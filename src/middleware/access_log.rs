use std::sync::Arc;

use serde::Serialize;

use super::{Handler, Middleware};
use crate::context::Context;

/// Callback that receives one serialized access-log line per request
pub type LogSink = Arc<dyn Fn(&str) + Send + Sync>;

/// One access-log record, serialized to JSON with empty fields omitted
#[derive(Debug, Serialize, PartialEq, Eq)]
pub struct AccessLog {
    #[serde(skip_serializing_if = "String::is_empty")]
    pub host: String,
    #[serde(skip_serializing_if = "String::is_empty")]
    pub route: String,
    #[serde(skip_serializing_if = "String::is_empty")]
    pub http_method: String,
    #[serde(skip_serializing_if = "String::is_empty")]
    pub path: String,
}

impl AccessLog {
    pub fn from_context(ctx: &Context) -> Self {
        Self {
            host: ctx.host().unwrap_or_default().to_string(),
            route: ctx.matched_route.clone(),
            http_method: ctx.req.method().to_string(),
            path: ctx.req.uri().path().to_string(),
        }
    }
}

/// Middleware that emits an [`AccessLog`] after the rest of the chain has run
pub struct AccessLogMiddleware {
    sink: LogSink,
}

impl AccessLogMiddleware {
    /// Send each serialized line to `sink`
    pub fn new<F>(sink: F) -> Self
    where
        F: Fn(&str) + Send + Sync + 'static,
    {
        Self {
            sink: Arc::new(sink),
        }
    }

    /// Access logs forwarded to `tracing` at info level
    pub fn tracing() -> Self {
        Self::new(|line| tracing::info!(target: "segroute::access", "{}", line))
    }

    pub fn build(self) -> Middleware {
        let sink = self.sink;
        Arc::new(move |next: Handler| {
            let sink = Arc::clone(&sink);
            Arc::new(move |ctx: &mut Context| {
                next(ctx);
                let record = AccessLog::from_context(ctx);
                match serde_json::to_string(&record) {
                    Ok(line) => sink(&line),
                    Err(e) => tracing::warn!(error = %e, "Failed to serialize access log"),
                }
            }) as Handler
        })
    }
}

○ ○ ○ ○

§ **Instructions to follow**: Only the last part of the entries above is needed: please copy the line with "let sink = Arc::clone(&sink);" and each line after it exactly.

§ **Response for this exercise**:
            let sink = Arc::clone(&sink);
            Arc::new(move |ctx: &mut Context| {
                next(ctx);
                let record = AccessLog::from_context(ctx);
                match serde_json::to_string(&record) {
                    Ok(line) => sink(&line),
                    Err(e) => tracing::warn!(error = %e, "Failed to serialize access log"),
                }
            }) as Handler
        })
    }
}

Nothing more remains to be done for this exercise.